EXERCISE =>
Starting at the line that contains "pub use scratch::ScratchDir;", repeat each line exactly until the records end, keeping both the first and the last.

DATA FOR THIS EXERCISE =>
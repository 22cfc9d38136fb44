//! Cooperative cancellation.
//!
//! A single [`CancellationToken`] is created per session and handed to every
//! long-running component. Cancellation never preempts an in-flight remote
//! call; it is observed at the next I/O operation through [`CancelReader`] /
//! [`CancelWriter`], at the next poller tick, or by killing a running
//! management-plane subprocess.
//!
//! ```text
//! SIGINT #1 ──→ token.cancel() + scratch cleanup ──→ next I/O returns "interrupt"
//! SIGINT #2 ──→ scratch cleanup ──→ process::exit(1)
//! ```

mod io;
mod scratch;
mod signal;

pub use io::{CancelReader, CancelWriter, interrupt_error};
pub use scratch::ScratchDir;
pub use signal::{SignalAction, SignalState, install_signal_handler};
pub use tokio_util::sync::CancellationToken;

ANSWER TO THE EXERCISE =>
pub use scratch::ScratchDir;
pub use signal::{SignalAction, SignalState, install_signal_handler};
pub use tokio_util::sync::CancellationToken;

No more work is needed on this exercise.